Provided data >>

--- --- ---

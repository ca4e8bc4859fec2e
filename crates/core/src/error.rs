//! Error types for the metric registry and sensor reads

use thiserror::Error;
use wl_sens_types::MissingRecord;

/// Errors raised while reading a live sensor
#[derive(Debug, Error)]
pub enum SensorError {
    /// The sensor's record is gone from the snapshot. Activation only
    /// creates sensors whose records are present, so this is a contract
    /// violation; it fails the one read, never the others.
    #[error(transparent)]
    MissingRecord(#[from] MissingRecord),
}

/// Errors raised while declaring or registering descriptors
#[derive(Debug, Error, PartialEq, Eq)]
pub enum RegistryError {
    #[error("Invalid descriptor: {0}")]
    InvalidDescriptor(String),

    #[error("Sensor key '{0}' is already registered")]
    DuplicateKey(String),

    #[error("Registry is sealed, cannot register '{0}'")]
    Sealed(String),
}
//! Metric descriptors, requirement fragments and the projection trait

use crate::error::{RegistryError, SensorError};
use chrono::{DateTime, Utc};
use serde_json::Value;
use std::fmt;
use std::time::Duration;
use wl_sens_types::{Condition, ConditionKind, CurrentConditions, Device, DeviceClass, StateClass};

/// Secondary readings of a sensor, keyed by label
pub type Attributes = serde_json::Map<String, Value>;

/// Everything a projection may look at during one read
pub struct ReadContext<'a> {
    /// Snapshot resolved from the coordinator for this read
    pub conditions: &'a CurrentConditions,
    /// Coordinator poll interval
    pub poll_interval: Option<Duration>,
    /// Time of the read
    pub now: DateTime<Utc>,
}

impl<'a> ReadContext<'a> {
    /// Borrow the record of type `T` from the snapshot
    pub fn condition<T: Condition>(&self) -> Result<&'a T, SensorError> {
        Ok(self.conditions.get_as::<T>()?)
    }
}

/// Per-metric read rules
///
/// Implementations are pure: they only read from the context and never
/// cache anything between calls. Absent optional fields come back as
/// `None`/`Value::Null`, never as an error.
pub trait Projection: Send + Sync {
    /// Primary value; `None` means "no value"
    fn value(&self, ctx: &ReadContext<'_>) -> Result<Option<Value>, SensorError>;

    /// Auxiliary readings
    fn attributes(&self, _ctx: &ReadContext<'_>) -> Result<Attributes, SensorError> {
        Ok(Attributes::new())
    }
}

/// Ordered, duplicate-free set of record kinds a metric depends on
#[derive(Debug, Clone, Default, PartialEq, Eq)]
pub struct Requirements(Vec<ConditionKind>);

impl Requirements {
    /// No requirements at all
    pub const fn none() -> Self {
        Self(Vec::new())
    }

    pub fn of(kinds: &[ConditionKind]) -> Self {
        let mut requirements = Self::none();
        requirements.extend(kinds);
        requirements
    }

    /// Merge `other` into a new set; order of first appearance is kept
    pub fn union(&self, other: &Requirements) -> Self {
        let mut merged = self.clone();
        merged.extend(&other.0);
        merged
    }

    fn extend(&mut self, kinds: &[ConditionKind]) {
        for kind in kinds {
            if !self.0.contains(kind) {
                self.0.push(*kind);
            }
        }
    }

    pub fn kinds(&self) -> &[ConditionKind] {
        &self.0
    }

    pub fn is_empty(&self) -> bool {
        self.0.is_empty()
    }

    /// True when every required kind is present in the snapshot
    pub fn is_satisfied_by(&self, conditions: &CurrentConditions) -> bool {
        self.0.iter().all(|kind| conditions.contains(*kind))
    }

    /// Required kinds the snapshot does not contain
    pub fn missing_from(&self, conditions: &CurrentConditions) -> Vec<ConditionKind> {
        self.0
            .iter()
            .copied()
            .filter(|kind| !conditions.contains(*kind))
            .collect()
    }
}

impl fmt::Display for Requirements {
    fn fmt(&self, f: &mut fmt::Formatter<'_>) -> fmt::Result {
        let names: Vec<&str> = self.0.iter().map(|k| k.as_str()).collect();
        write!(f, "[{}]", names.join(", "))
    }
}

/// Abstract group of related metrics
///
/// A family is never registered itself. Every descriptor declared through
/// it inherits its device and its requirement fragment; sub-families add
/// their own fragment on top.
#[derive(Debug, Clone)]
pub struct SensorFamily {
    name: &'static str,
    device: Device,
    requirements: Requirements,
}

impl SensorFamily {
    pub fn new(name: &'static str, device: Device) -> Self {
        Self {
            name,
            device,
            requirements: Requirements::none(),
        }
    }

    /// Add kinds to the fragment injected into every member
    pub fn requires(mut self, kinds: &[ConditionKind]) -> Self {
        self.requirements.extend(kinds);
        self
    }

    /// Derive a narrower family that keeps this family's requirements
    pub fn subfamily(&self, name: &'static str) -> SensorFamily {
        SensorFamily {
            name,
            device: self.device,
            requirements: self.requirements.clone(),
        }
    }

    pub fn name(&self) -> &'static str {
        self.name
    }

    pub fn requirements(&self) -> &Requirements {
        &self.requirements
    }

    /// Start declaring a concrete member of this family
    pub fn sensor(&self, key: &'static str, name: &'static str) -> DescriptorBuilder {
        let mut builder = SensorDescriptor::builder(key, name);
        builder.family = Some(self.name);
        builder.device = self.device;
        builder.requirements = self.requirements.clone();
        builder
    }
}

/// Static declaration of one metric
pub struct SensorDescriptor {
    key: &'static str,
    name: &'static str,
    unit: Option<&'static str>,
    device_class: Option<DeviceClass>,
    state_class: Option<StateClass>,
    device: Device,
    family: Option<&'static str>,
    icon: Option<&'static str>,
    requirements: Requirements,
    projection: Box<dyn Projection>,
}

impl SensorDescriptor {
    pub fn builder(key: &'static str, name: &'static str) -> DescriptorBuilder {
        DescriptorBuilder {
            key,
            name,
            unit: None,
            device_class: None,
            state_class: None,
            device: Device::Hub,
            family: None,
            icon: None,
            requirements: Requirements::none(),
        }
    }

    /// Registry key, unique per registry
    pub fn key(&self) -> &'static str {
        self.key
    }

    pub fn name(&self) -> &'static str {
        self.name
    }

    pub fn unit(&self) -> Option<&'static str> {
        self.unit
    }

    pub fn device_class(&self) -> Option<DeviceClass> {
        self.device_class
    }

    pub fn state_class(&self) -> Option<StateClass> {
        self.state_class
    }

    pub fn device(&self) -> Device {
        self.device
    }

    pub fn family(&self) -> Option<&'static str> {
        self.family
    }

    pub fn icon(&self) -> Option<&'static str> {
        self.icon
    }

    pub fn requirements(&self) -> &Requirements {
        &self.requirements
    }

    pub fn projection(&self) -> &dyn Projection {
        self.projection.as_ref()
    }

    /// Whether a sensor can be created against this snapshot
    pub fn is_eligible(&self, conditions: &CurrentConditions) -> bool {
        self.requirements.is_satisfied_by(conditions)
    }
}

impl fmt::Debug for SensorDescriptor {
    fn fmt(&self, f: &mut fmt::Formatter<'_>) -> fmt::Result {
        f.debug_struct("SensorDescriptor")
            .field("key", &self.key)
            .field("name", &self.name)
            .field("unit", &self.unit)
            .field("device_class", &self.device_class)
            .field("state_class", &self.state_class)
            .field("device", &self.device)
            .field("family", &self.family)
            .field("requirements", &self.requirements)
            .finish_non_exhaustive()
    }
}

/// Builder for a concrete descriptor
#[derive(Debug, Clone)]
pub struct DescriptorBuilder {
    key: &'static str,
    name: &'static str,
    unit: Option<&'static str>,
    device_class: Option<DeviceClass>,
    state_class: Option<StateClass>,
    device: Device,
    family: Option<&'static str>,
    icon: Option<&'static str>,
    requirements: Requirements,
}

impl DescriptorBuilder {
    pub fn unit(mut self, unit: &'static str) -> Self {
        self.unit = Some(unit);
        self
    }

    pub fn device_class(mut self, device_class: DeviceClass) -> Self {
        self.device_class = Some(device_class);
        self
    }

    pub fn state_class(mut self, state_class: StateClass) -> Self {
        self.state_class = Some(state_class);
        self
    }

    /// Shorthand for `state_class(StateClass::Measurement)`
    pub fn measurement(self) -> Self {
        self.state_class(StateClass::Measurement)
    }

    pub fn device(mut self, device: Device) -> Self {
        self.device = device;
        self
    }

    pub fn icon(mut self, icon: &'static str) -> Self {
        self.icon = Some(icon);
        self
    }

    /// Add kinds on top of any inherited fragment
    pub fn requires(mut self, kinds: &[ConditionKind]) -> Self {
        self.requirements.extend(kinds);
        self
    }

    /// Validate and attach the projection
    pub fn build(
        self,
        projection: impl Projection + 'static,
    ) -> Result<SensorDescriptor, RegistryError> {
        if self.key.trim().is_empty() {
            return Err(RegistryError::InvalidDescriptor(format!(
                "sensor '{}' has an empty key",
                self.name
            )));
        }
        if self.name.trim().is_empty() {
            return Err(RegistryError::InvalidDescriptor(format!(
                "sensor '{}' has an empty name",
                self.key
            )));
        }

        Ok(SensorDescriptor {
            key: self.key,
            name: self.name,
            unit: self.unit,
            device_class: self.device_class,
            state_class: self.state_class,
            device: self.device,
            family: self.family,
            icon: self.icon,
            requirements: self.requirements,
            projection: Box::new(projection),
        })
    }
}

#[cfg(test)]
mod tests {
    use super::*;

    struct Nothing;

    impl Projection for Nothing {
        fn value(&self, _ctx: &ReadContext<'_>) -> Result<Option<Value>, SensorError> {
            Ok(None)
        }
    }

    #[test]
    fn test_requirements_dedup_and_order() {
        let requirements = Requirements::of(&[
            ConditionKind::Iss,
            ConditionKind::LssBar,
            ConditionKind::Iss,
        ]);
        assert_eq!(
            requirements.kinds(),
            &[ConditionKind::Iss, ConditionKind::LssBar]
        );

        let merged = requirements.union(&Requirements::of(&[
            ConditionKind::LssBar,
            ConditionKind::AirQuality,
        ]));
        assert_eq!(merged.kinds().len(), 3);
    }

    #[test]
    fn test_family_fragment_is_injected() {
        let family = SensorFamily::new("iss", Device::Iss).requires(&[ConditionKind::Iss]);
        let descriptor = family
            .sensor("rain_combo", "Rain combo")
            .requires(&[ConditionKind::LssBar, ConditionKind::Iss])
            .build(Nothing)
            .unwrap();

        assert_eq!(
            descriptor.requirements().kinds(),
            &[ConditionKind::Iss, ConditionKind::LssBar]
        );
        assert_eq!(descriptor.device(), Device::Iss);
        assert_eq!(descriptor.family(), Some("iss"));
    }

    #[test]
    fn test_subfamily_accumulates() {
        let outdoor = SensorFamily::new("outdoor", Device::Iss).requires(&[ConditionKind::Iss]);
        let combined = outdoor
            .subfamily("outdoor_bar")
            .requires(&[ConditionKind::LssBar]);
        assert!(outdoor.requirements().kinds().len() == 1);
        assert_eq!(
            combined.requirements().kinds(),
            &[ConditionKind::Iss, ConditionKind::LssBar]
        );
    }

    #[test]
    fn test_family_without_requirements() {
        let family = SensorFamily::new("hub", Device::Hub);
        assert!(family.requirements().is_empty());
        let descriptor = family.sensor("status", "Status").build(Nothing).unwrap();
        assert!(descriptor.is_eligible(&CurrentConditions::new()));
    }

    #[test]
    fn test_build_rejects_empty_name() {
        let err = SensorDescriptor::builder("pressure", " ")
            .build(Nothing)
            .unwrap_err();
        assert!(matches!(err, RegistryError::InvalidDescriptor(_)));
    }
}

--- --- ---

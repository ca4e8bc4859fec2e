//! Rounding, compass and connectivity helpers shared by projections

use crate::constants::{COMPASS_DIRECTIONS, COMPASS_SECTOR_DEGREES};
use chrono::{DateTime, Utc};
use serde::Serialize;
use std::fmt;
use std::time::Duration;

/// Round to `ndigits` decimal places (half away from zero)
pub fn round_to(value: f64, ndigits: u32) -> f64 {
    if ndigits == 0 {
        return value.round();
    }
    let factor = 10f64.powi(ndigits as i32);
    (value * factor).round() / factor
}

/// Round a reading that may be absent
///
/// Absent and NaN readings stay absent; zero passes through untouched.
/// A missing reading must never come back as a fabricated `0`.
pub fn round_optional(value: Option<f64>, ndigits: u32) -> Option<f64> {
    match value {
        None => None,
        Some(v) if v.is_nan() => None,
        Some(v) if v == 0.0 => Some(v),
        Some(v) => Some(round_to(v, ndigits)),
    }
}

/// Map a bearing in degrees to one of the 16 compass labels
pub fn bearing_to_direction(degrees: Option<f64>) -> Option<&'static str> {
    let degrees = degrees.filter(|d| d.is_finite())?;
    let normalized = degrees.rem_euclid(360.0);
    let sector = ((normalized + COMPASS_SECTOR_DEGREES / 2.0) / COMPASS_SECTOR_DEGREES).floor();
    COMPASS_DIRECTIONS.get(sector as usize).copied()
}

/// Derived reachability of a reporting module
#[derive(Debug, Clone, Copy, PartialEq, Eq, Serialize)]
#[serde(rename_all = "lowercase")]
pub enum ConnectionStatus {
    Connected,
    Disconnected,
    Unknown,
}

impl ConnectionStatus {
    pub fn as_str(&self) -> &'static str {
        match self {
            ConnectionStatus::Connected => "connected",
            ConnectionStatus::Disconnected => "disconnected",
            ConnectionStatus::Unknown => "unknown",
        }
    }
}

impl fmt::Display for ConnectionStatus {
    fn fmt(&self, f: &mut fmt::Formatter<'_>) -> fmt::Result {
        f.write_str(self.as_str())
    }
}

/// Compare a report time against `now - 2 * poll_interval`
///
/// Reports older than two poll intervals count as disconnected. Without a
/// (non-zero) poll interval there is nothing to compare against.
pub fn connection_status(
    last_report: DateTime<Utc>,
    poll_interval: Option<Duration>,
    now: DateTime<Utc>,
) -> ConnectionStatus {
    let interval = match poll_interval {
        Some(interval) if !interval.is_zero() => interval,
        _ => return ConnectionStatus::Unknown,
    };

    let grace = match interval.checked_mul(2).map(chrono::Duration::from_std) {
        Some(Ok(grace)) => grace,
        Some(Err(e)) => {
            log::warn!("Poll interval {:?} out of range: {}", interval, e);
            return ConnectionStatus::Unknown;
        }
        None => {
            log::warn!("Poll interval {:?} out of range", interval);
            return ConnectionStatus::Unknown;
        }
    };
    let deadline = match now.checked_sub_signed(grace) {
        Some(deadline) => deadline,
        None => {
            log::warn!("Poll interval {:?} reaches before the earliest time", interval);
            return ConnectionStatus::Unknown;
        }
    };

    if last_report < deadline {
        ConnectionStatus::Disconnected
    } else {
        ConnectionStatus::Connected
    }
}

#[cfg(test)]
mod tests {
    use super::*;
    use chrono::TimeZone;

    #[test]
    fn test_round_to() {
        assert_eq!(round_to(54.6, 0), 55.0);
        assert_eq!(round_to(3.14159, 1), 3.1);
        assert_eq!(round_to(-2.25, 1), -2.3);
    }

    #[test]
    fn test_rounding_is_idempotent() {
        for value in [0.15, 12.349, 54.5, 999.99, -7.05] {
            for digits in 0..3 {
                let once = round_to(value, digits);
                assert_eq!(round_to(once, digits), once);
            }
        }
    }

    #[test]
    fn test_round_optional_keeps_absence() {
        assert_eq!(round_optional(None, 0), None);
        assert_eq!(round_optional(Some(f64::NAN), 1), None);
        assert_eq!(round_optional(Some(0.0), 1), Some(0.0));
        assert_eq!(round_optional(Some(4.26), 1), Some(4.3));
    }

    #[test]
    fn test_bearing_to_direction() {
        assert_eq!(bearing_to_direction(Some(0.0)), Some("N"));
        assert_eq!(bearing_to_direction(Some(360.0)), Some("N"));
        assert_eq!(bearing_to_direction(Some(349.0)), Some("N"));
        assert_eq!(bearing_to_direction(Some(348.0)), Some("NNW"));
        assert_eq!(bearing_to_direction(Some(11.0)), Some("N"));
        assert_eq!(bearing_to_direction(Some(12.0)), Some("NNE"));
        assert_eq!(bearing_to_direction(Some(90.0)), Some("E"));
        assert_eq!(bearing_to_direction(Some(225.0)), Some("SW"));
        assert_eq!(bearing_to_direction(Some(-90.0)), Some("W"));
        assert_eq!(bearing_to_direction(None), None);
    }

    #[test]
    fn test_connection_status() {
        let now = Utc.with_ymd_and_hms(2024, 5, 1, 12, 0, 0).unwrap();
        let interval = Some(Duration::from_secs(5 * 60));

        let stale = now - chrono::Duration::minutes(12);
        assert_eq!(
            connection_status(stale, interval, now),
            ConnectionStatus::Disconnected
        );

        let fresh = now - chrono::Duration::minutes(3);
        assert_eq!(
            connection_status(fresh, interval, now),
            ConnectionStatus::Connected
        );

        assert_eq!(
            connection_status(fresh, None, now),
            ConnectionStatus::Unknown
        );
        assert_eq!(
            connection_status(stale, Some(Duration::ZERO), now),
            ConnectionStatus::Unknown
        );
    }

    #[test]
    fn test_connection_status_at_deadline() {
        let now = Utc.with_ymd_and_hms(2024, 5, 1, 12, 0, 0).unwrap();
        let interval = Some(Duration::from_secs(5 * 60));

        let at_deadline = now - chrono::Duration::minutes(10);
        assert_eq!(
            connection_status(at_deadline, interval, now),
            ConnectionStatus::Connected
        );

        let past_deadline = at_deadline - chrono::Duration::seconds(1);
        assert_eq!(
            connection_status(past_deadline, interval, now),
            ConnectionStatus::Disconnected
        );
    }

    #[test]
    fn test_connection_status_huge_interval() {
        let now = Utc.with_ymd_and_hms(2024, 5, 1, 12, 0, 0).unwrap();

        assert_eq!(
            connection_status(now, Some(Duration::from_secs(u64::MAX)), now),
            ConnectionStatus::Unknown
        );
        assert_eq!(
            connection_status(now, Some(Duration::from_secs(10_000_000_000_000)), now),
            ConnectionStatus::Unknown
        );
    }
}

--- --- ---

Action item >> The lines in the listing that include the word "never" are to be counted; give only that number.

Response area >> 5